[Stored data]
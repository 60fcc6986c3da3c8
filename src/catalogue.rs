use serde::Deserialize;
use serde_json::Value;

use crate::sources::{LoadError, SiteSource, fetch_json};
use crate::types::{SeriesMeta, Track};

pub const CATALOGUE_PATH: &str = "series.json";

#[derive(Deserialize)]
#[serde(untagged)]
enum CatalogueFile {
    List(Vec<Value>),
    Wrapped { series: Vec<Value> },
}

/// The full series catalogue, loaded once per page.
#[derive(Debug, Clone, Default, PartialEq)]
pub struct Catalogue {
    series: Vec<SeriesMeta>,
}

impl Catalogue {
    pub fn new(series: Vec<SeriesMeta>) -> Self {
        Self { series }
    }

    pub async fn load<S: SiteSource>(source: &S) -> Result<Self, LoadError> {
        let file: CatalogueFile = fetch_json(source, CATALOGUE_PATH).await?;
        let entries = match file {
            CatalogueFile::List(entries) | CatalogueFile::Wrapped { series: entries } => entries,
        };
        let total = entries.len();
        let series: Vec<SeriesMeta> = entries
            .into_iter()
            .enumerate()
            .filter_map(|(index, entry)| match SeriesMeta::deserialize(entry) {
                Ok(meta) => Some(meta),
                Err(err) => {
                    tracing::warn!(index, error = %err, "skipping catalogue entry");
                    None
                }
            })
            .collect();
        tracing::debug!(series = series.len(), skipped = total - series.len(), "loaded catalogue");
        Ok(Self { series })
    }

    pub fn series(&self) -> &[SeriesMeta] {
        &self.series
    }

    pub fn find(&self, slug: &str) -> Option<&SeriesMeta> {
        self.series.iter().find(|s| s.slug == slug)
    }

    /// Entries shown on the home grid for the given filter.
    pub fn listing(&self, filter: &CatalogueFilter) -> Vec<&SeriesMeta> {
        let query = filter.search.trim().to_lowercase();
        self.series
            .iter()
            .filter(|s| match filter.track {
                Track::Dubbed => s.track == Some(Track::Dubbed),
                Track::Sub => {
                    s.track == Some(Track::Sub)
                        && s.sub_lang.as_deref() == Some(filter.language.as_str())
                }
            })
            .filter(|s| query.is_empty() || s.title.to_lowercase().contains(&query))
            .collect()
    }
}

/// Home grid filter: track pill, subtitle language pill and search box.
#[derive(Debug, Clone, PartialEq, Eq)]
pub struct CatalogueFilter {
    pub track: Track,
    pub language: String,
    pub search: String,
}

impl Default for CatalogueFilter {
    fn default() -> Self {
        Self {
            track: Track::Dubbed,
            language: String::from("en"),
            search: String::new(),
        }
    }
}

==

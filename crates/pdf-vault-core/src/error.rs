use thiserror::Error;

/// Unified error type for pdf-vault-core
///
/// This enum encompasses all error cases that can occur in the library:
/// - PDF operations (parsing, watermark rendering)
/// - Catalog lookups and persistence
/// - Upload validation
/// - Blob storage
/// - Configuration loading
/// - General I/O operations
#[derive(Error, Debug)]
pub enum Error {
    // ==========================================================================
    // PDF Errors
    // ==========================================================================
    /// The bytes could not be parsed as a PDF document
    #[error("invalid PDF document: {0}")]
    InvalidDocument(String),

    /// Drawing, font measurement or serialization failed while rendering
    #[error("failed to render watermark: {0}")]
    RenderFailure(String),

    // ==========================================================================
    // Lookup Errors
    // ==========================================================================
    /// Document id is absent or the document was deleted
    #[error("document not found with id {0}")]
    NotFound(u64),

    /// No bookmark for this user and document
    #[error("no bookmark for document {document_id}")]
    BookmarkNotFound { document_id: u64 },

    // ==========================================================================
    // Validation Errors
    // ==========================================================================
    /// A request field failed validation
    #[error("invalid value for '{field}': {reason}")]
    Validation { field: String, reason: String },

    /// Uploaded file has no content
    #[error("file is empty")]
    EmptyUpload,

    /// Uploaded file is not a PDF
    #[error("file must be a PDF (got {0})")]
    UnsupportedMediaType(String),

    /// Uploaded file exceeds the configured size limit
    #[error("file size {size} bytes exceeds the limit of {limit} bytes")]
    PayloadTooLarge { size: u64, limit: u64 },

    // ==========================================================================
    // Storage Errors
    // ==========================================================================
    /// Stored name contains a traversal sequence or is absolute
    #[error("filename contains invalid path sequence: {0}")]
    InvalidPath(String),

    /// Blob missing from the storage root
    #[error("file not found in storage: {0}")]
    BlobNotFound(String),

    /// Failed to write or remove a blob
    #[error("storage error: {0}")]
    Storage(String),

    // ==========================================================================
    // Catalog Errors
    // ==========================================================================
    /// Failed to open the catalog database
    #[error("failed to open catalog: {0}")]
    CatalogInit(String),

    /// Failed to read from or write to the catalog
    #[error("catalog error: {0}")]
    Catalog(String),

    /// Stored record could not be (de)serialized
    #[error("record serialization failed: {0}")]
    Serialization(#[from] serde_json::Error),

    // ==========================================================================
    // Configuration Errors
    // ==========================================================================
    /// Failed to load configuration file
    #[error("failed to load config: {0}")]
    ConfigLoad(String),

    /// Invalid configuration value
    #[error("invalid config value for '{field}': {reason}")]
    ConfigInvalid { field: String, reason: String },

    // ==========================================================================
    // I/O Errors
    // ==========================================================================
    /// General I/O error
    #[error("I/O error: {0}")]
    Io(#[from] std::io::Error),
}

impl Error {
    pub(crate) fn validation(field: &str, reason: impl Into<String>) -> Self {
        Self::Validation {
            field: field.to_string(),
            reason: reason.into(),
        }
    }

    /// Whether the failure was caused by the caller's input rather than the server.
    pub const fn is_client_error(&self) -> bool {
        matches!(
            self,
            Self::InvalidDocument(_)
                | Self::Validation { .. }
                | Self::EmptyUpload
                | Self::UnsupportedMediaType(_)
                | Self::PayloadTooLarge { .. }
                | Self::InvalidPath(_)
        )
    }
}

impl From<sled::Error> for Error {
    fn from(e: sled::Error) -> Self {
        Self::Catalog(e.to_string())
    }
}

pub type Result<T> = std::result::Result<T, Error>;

==

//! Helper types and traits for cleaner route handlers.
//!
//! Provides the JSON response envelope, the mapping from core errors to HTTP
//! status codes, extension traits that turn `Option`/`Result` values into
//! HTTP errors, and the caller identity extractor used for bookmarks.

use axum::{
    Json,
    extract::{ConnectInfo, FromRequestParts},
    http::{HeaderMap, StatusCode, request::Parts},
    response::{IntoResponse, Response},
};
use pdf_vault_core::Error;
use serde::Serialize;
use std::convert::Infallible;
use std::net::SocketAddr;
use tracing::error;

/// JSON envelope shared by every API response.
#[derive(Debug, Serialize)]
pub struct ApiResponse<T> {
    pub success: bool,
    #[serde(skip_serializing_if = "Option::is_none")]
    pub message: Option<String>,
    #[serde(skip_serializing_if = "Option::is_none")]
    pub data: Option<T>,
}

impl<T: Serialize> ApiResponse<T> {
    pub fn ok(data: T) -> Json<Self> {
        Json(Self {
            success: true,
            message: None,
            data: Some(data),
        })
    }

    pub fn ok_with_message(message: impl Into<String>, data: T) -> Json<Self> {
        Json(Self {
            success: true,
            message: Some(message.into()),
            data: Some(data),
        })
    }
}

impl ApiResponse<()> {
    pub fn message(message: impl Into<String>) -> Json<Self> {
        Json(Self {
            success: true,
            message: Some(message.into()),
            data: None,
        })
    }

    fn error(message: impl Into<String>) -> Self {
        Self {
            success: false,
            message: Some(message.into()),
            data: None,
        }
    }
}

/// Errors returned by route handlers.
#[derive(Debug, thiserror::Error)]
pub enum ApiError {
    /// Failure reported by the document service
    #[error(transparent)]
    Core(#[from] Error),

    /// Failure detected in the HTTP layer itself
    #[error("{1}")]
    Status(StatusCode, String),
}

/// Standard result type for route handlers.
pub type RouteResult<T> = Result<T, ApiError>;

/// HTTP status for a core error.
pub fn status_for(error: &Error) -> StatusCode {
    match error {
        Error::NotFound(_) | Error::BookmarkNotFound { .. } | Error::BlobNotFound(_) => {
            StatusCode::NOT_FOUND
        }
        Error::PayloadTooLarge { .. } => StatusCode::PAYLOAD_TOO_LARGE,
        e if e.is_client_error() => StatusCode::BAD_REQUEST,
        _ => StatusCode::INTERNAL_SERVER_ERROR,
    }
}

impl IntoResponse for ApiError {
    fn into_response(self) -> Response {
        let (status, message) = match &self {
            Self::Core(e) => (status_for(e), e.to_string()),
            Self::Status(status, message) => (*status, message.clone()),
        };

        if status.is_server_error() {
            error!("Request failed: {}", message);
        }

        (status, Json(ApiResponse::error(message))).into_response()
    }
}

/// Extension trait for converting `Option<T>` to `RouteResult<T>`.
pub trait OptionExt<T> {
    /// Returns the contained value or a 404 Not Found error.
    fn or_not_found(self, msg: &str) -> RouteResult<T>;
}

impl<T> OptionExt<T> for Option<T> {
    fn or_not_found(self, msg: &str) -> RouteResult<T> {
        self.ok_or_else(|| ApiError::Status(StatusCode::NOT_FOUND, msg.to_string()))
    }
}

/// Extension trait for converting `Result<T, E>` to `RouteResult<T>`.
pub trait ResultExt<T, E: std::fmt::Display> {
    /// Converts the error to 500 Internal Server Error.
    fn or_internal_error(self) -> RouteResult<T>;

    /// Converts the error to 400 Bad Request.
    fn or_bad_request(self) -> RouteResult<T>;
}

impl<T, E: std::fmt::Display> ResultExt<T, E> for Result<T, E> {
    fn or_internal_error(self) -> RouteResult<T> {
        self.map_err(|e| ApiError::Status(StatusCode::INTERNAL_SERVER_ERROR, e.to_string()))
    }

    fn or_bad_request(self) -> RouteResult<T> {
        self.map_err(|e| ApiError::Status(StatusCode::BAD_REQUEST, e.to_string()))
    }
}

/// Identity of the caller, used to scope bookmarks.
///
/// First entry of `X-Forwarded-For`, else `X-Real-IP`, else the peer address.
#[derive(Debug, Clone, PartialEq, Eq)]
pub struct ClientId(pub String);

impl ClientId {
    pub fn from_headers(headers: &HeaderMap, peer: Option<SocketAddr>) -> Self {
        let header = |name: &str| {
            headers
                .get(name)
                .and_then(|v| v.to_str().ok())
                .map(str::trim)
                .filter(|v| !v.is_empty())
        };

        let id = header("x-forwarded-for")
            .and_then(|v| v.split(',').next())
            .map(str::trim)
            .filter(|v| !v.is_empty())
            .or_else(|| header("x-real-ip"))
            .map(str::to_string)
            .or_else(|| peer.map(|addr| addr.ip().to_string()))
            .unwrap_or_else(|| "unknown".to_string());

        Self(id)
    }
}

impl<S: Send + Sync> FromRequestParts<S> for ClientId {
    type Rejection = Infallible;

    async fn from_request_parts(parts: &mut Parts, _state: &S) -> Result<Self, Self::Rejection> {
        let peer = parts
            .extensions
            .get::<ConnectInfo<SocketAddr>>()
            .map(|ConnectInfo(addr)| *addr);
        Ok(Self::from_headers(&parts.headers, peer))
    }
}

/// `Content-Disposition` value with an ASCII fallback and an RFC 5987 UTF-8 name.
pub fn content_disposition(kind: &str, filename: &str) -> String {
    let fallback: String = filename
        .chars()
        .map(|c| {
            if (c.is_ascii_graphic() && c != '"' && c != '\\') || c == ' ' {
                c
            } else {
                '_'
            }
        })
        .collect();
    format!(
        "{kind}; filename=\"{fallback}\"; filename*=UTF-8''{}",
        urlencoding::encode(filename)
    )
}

» TASK DIRECTIONS:
Your answer should be a single number: how many lines in the preceding entries contain "InvalidDocument".

» ANSWER SECTION:
2